Publié le Jeudi 4 août 2016 à 14h16.

49.3, une exception française

Le 7 juillet dernier, aux obsèques de Michel Rocard, le président de tous les reniements n’a pu se retenir de jouer les charognards en casant dans son discours une allusion à l’utilisation du 49.3 par le défunt quand il était premier ministre, en ajoutant qu’il « n’avait jamais joué contre son camp ». Les « frondeurs » du PS apprécieront.

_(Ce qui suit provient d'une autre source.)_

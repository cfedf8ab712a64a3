// File: src/form_field.rs
// Purpose: Ordered HTML attribute sets for form controls

use maud::html;
use serde::{Deserialize, Serialize};

/// HTML attributes of one form control, kept in insertion order so the
/// rendered markup is deterministic.
#[derive(Debug, Clone, Default, PartialEq, Eq, Serialize, Deserialize)]
pub struct FieldAttrs {
    attrs: Vec<(String, String)>,
}

impl FieldAttrs {
    pub fn new() -> Self {
        Self::default()
    }

    /// Set an attribute. Keys are lowercased; an existing key keeps its position.
    pub fn set(&mut self, key: &str, value: impl Into<String>) {
        let key = key.trim().to_lowercase();
        let value = value.into();
        match self.attrs.iter_mut().find(|(k, _)| *k == key) {
            Some(entry) => entry.1 = value,
            None => self.attrs.push((key, value)),
        }
    }

    /// Set an attribute only when a value is present.
    pub fn set_opt<V: ToString>(&mut self, key: &str, value: Option<V>) {
        if let Some(value) = value {
            self.set(key, value.to_string());
        }
    }

    pub fn remove(&mut self, key: &str) -> Option<String> {
        let index = self.attrs.iter().position(|(k, _)| k == key)?;
        Some(self.attrs.remove(index).1)
    }

    pub fn get(&self, key: &str) -> Option<&str> {
        self.attrs
            .iter()
            .find(|(k, _)| k == key)
            .map(|(_, v)| v.as_str())
    }

    pub fn contains(&self, key: &str) -> bool {
        self.get(key).is_some()
    }

    pub fn len(&self) -> usize {
        self.attrs.len()
    }

    pub fn is_empty(&self) -> bool {
        self.attrs.is_empty()
    }

    /// Render as `key="value"` pairs. Empty values are left out.
    pub fn format(&self) -> String {
        self.attrs
            .iter()
            .filter(|(_, v)| !v.is_empty())
            .map(|(k, v)| format!("{}=\"{}\"", k, escape(v)))
            .collect::<Vec<_>>()
            .join(" ")
    }
}

/// HTML-escape text for element content or a double-quoted attribute value.
pub fn escape(text: &str) -> String {
    html! { (text) }.into_string()
}
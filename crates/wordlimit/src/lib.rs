// wordlimit - word-count limits for textarea form fields
// Validation and rendering hooks that let a form host count words instead of characters

pub mod config;
pub mod count;
pub mod form_context;
pub mod form_field;
pub mod host;
pub mod limits;
pub mod plugin;
pub mod renderer;
pub mod tag;
pub mod validation;

pub use config::{Config, RenderConfig};
pub use count::{char_count, word_count};
pub use form_context::FormContext;
pub use form_field::FieldAttrs;
pub use host::{FormHost, HookRegistry, RendererFn, ValidatorFn};
pub use limits::{LengthLimits, WordCountMode};
pub use plugin::{WordLimit, TEXTAREA_TYPES};
pub use renderer::{TextareaField, TextareaRenderer};
pub use tag::FormTag;
pub use validation::{validate_textarea, Messages, ValidationResult};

Le 49.3, c’est cet article de la Constitution qui permet qu’un texte de loi soit adopté sans vote et même sans débat par les députés. Le gouvernement décide au moment où il le veut d’engager sa responsabilité sur le texte. Cela lui permet d’empêcher les débats gênants (comme, par exemple, sur le fameux article 2 de la loi Travail sur les accords d’entreprise). Le texte est adopté sans vote, sauf si les opposants déposent une motion de censure qui doit être signée par au moins un dixième des députés (actuellement, 58). Ensuite, seuls sont recensés les votes favorables à la motion de censure, qui ne peut être adoptée qu’à la majorité absolue des membres composant l’Assemblée : les abstentionnistes ou les absents sont donc comptés comme des soutiens du gouvernement.

Il ne s’agit pas d’idéaliser les démocraties bourgeoises, mais le 49.3 n’a pas d’équivalent. Partout ailleurs dans les grands pays capitalistes, les lois doivent être votées par le parlement. Certes, les parlementaires peuvent être achetés ou menacés, ou bien le gouvernement peut leur mentir (ce qui a été, par exemple, le cas en Angleterre et aux Etats-Unis pour envahir l’Irak en 2003), mais il n’y a pas moyen d’éluder la nécessité d’un vote.

En France, ce n’est pas le cas. Et il n’y a pas que le 49.3. Sur toute une série de sujets de politique étrangère, président et gouvernement peuvent décider sans vote préalable. Et Hollande s’en félicite : dans une interview récente, il se vantait que la Constitution lui ait permis « d’intervenir au Mali en quelques heures ».De même sur toute une série de questions européennes, où il peut s’engager sans en référer aux élus (ce qui n’est pas le cas en Allemagne).

Pour la loi El Khomri, le gouvernement n’a pas le soutien de l’opinion ni la majorité au parlement. La droite est dans son rôle (elle n’a rien contre le sens de la loi, mais ne veut pas faire de cadeau à un président en bout de course). Ce qui coince, outre les manifestations répétées, ce sont les députés du PCF, ceux restés aux Verts et les dissidents du PS. Ces derniers peuvent d’ailleurs s’appuyer sur la motion largement majoritaire au dernier congrès de leur parti (et alors soutenue par Valls), qui affirme s’opposer à toute inversion de la hiérarchie des normes.

Donc, 49.3 lors du premier examen du texte, 49.3 lors du second et certainement 49.3 pour le dernier, vers le 20 juillet. Dans le même temps, on menace les députés PS de ne pas les présenter aux législatives, voire de les exclure s’ils se joignent à une motion de censure. La manœuvre a réussi : par deux fois, il a manqué deux députés pour que la motion de censure soit soumise au vote.

Pour faire passer son sale projet, ce gouvernement aura utilisé tous les instruments de la pseudo-démocratie française : la répression policière, l’état d’urgence et le 49.3. Déchéance de la nationalité, loi « Travail », Hollande et Valls ont décidé de passer la gauche et leur propre parti par pertes et profits. Leur modèle est l’Italie, où des combinaisons centristes gouvernent avec l’appui direct de fractions du grand patronat et où la gauche a été éliminée du parlement.

La contre-offensive sociale, dans la foulée du long mouvement contre la loi Travail, est le seul moyen d’y faire face, ainsi d’ailleurs qu’à la droite et à Le Pen. Le printemps a été chaud, travaillons à une rentrée de luttes.